PENNSYLTUCKY Originating in the 1972 song “A Farm in Pennsyltucky,” by country music star Jeannie Seely, the word is used to talk about the rural areas of Pennsylvania between the larger metropolitan areas of Pittsburgh and Philadelphia.

PROVINCES Heinrich Heine, 1833: “By France I mean Paris, and not the provinces; for what the provinces think is of as little consequence as what one’s legs think. It is the head that is the seat of our thoughts. […] The men of the provinces with whom I have conversed have impressed me like milestones bearing inscribed on their foreheads the distance, more or less great, from the capital.”

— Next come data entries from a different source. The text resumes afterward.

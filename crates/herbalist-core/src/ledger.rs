//! Capacity-bounded resource containers held by a station.
//!
//! Neither container ever fails: a transfer that does not fully fit is
//! capped, and the caller learns how much actually moved.

use crate::id::KindId;
use crate::item::ResourceStack;
use serde::{Deserialize, Serialize};
use std::collections::{BTreeMap, BTreeSet};

/// Maximum distinct kinds in the material list.
pub const MAX_MATERIAL_KINDS: usize = 9;

/// Maximum units of one kind in a slot or herb counter.
pub const MAX_UNITS_PER_KIND: u32 = 64;

/// Which entry a removal targets.
#[derive(Debug, Clone, Copy, PartialEq, Eq)]
pub enum Selector {
    /// The most recently added entry.
    Any,
    Kind(KindId),
}

// ---------------------------------------------------------------------------
// OrderedSlotList
// ---------------------------------------------------------------------------

/// Materials in insertion order. Each slot holds one stackable kind.
#[derive(Debug, Clone, PartialEq, Eq, Serialize, Deserialize)]
pub struct OrderedSlotList {
    slots: Vec<ResourceStack>,
    slot_limit: usize,
    unit_cap: u32,
}

impl Default for OrderedSlotList {
    fn default() -> Self {
        Self::new(MAX_MATERIAL_KINDS, MAX_UNITS_PER_KIND)
    }
}

impl OrderedSlotList {
    pub fn new(slot_limit: usize, unit_cap: u32) -> Self {
        Self {
            slots: Vec::with_capacity(slot_limit),
            slot_limit,
            unit_cap,
        }
    }

    /// Add as much of `stack` as fits. Returns the number of units taken.
    ///
    /// A stack that merges with an existing slot only tops that slot up; it
    /// never opens a second slot for the same kind.
    #[must_use = "returns the quantity actually added, which may be less than offered"]
    pub fn try_add(&mut self, stack: &ResourceStack) -> u32 {
        if stack.count == 0 {
            return 0;
        }
        if let Some(slot) = self.slots.iter_mut().find(|s| s.stacks_with(stack)) {
            let space = self.unit_cap.saturating_sub(slot.count);
            let to_add = stack.count.min(space);
            slot.count += to_add;
            return to_add;
        }
        if self.slots.len() >= self.slot_limit {
            return 0;
        }
        let to_add = stack.count.min(self.unit_cap);
        if to_add > 0 {
            self.slots.push(stack.with_count(to_add));
        }
        to_add
    }

    /// Remove up to `amount` units from the selected slot (LIFO for
    /// [`Selector::Any`]). Returns the removed units as a stack.
    pub fn take(&mut self, selector: Selector, amount: u32) -> Option<ResourceStack> {
        let index = match selector {
            Selector::Any => self.slots.len().checked_sub(1)?,
            Selector::Kind(kind) => self.slots.iter().rposition(|s| s.kind == kind)?,
        };
        let taken = self.slots[index].split(amount)?;
        if self.slots[index].is_empty() {
            self.slots.remove(index);
        }
        Some(taken)
    }

    /// Remove up to `amount` units. Returns the number actually removed.
    #[must_use = "returns the quantity actually removed, which may be less than requested"]
    pub fn try_remove(&mut self, selector: Selector, amount: u32) -> u32 {
        self.take(selector, amount).map_or(0, |s| s.count)
    }

    /// Take one unit from the last slot, or the whole slot when `bulk`.
    pub fn take_last(&mut self, bulk: bool) -> Option<ResourceStack> {
        let amount = if bulk { self.unit_cap } else { 1 };
        self.take(Selector::Any, amount)
    }

    /// Remove everything, returning the slots in insertion order.
    pub fn drain(&mut self) -> Vec<ResourceStack> {
        std::mem::take(&mut self.slots)
    }

    pub fn clear(&mut self) {
        self.slots.clear();
    }

    pub fn len(&self) -> usize {
        self.slots.len()
    }

    pub fn is_empty(&self) -> bool {
        self.slots.is_empty()
    }

    pub fn slot_limit(&self) -> usize {
        self.slot_limit
    }

    pub fn unit_cap(&self) -> u32 {
        self.unit_cap
    }

    pub fn get(&self, index: usize) -> Option<&ResourceStack> {
        self.slots.get(index)
    }

    pub fn iter(&self) -> impl Iterator<Item = &ResourceStack> {
        self.slots.iter()
    }

    /// Total units of `kind` across all slots.
    pub fn count_of(&self, kind: KindId) -> u32 {
        self.slots
            .iter()
            .filter(|s| s.kind == kind)
            .map(|s| s.count)
            .sum()
    }

    /// Kind -> total units, ignoring properties and order.
    pub fn histogram(&self) -> BTreeMap<KindId, u32> {
        let mut out = BTreeMap::new();
        for slot in &self.slots {
            *out.entry(slot.kind).or_insert(0) += slot.count;
        }
        out
    }

    /// Set of distinct kinds present.
    pub fn kinds(&self) -> BTreeSet<KindId> {
        self.slots.iter().map(|s| s.kind).collect()
    }
}

// ---------------------------------------------------------------------------
// CountedMap
// ---------------------------------------------------------------------------

/// Unordered kind -> count accumulator with a per-kind cap.
#[derive(Debug, Clone, PartialEq, Eq, Serialize, Deserialize)]
pub struct CountedMap {
    counts: BTreeMap<KindId, u32>,
    unit_cap: u32,
}

impl Default for CountedMap {
    fn default() -> Self {
        Self::new(MAX_UNITS_PER_KIND)
    }
}

impl CountedMap {
    pub fn new(unit_cap: u32) -> Self {
        Self {
            counts: BTreeMap::new(),
            unit_cap,
        }
    }

    /// Add up to `amount` units of `kind`, clamped to the per-kind cap.
    #[must_use = "returns the quantity actually added, which may be less than offered"]
    pub fn try_add(&mut self, kind: KindId, amount: u32) -> u32 {
        let current = self.get(kind);
        let to_add = amount.min(self.unit_cap.saturating_sub(current));
        if to_add > 0 {
            self.counts.insert(kind, current + to_add);
        }
        to_add
    }

    /// Remove up to `amount` units. [`Selector::Any`] picks the lowest kind id
    /// present. Empty counters are dropped.
    #[must_use = "returns the quantity actually removed, which may be less than requested"]
    pub fn try_remove(&mut self, selector: Selector, amount: u32) -> u32 {
        let kind = match selector {
            Selector::Any => match self.counts.keys().next() {
                Some(&k) => k,
                None => return 0,
            },
            Selector::Kind(kind) => kind,
        };
        let Some(current) = self.counts.get_mut(&kind) else {
            return 0;
        };
        let removed = amount.min(*current);
        *current -= removed;
        if *current == 0 {
            self.counts.remove(&kind);
        }
        removed
    }

    pub fn get(&self, kind: KindId) -> u32 {
        self.counts.get(&kind).copied().unwrap_or(0)
    }

    pub fn total(&self) -> u32 {
        self.counts.values().sum()
    }

    pub fn len(&self) -> usize {
        self.counts.len()
    }

    pub fn is_empty(&self) -> bool {
        self.counts.is_empty()
    }

    pub fn unit_cap(&self) -> u32 {
        self.unit_cap
    }

    pub fn iter(&self) -> impl Iterator<Item = (KindId, u32)> + '_ {
        self.counts.iter().map(|(&k, &v)| (k, v))
    }

    pub fn clear(&mut self) {
        self.counts.clear();
    }

    /// Remove everything, returning one stack per kind.
    pub fn drain(&mut self) -> Vec<ResourceStack> {
        std::mem::take(&mut self.counts)
            .into_iter()
            .map(|(kind, count)| ResourceStack::new(kind, count))
            .collect()
    }
}

#[cfg(test)]
mod tests {
    use super::*;
    use crate::fixed::Fixed64;
    use crate::item::bound;

    fn stack(kind: u32, count: u32) -> ResourceStack {
        ResourceStack::new(KindId(kind), count)
    }

    // -----------------------------------------------------------------------
    // OrderedSlotList
    // -----------------------------------------------------------------------

    #[test]
    fn add_caps_at_unit_cap() {
        let mut list = OrderedSlotList::default();
        assert_eq!(list.try_add(&stack(0, 70)), 64);
        assert_eq!(list.count_of(KindId(0)), 64);
        assert_eq!(list.try_add(&stack(0, 1)), 0);
    }

    #[test]
    fn add_merges_into_existing_slot() {
        let mut list = OrderedSlotList::default();
        assert_eq!(list.try_add(&stack(0, 10)), 10);
        assert_eq!(list.try_add(&stack(0, 60)), 54);
        assert_eq!(list.len(), 1);
        assert_eq!(list.count_of(KindId(0)), 64);
    }

    #[test]
    fn add_rejects_tenth_kind() {
        let mut list = OrderedSlotList::default();
        for k in 0..9 {
            assert_eq!(list.try_add(&stack(k, 1)), 1);
        }
        assert_eq!(list.try_add(&stack(9, 5)), 0);
        assert_eq!(list.len(), 9);
        // Existing kinds still merge when full.
        assert_eq!(list.try_add(&stack(3, 5)), 5);
    }

    #[test]
    fn differing_properties_open_new_slot() {
        let mut list = OrderedSlotList::default();
        let mut bound_stack = stack(0, 1);
        bound_stack.set_property(bound::LEVEL, Fixed64::from_num(2));
        let _ = list.try_add(&stack(0, 1));
        let _ = list.try_add(&bound_stack);
        assert_eq!(list.len(), 2);
        assert_eq!(list.count_of(KindId(0)), 2);
        assert_eq!(list.histogram()[&KindId(0)], 2);
    }

    #[test]
    fn take_any_is_lifo() {
        let mut list = OrderedSlotList::default();
        let _ = list.try_add(&stack(0, 3));
        let _ = list.try_add(&stack(1, 2));
        let taken = list.take(Selector::Any, 1).unwrap();
        assert_eq!(taken.kind, KindId(1));
        assert_eq!(list.count_of(KindId(1)), 1);
    }

    #[test]
    fn take_last_bulk_empties_slot() {
        let mut list = OrderedSlotList::default();
        let _ = list.try_add(&stack(0, 3));
        let _ = list.try_add(&stack(1, 40));
        let taken = list.take_last(true).unwrap();
        assert_eq!(taken, stack(1, 40));
        assert_eq!(list.len(), 1);
        let one = list.take_last(false).unwrap();
        assert_eq!(one.count, 1);
        assert_eq!(list.count_of(KindId(0)), 2);
    }

    #[test]
    fn remove_by_kind_caps_at_stock() {
        let mut list = OrderedSlotList::default();
        let _ = list.try_add(&stack(0, 3));
        let _ = list.try_add(&stack(1, 2));
        assert_eq!(list.try_remove(Selector::Kind(KindId(0)), 10), 3);
        assert_eq!(list.try_remove(Selector::Kind(KindId(0)), 1), 0);
        assert_eq!(list.kinds(), BTreeSet::from([KindId(1)]));
    }

    #[test]
    fn remove_from_empty_is_zero() {
        let mut list = OrderedSlotList::default();
        assert_eq!(list.try_remove(Selector::Any, 1), 0);
        assert!(list.take_last(true).is_none());
    }

    #[test]
    fn drain_preserves_order() {
        let mut list = OrderedSlotList::default();
        let _ = list.try_add(&stack(2, 1));
        let _ = list.try_add(&stack(0, 1));
        let drained = list.drain();
        assert_eq!(drained, vec![stack(2, 1), stack(0, 1)]);
        assert!(list.is_empty());
    }

    // -----------------------------------------------------------------------
    // CountedMap
    // -----------------------------------------------------------------------

    #[test]
    fn counted_add_caps_per_kind() {
        let mut herbs = CountedMap::default();
        assert_eq!(herbs.try_add(KindId(0), 50), 50);
        assert_eq!(herbs.try_add(KindId(0), 50), 14);
        assert_eq!(herbs.try_add(KindId(1), 64), 64);
        assert_eq!(herbs.total(), 128);
    }

    #[test]
    fn counted_remove_drops_empty_entries() {
        let mut herbs = CountedMap::default();
        let _ = herbs.try_add(KindId(4), 3);
        assert_eq!(herbs.try_remove(Selector::Kind(KindId(4)), 5), 3);
        assert!(herbs.is_empty());
        assert_eq!(herbs.try_remove(Selector::Any, 1), 0);
    }

    #[test]
    fn counted_remove_any_picks_lowest_kind() {
        let mut herbs = CountedMap::default();
        let _ = herbs.try_add(KindId(5), 2);
        let _ = herbs.try_add(KindId(1), 2);
        assert_eq!(herbs.try_remove(Selector::Any, 1), 1);
        assert_eq!(herbs.get(KindId(1)), 1);
        assert_eq!(herbs.get(KindId(5)), 2);
    }

    #[test]
    fn counted_drain_returns_stacks() {
        let mut herbs = CountedMap::default();
        let _ = herbs.try_add(KindId(1), 2);
        let _ = herbs.try_add(KindId(0), 7);
        let drained = herbs.drain();
        assert_eq!(drained, vec![stack(0, 7), stack(1, 2)]);
        assert!(herbs.is_empty());
    }
}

ROÇA In Brazilian Portuguese, “field,” defined in contradistinction to rua, “street,” connoting a cultivated but non-urban space. Both roça and rua are in contrast to mata, “forest” or “brush,” which is uncultivated land.

THE STICKS In the Simpsons episode “When You Dish Upon a Star,” a hang-gliding accident leaves the family stranded near the secluded hide-away of film stars Kim Basinger and Alec Baldwin. “Way out in the sticks like this? It could only be hillbillies,” says Homer. “So I suppose that’s a hillbilly jacuzzi?” says Bart.

T’MOOTARAKAN’ (тьмутаракань) The name of a Kievan Rus’ principality and trading town that controlled the Cimmerian Bosporus, the passage from the Black Sea to the Sea of Azov, in present-day Krasnodar Krai (a remote place by medieval standards). The word invokes “cockroach” (tarakan / таракан) and “darkness” (t’ma / тьма).

UPSTATE The part of New York State above, or north of, New York City, though no one’s exactly sure where it begins. See PAYS D’EN-HAUT.

WO SICH FUCHS UND HASE GUTE NACHT SAGEN In German, literally, “Where the fox and the hare say good night to each other.” The idiom refers to a place so remote, so far from humans, that the fox and the hare—notoriously shy animals—will venture out to greet one another.

We crowdsourced this glossary with the help of Corinna Anderson, Lev Bratishenko, Alessandra Ciucci, Francesca Romana Dell’Aglio, Helina Gebremedhen, Kristin Hickman, Gregory Duff Morton, Federico Ortiz, Jess Robinson, Yuma Shinohara, and Espen Vatn. Jan Buchczik holds the copyright to these illustrations.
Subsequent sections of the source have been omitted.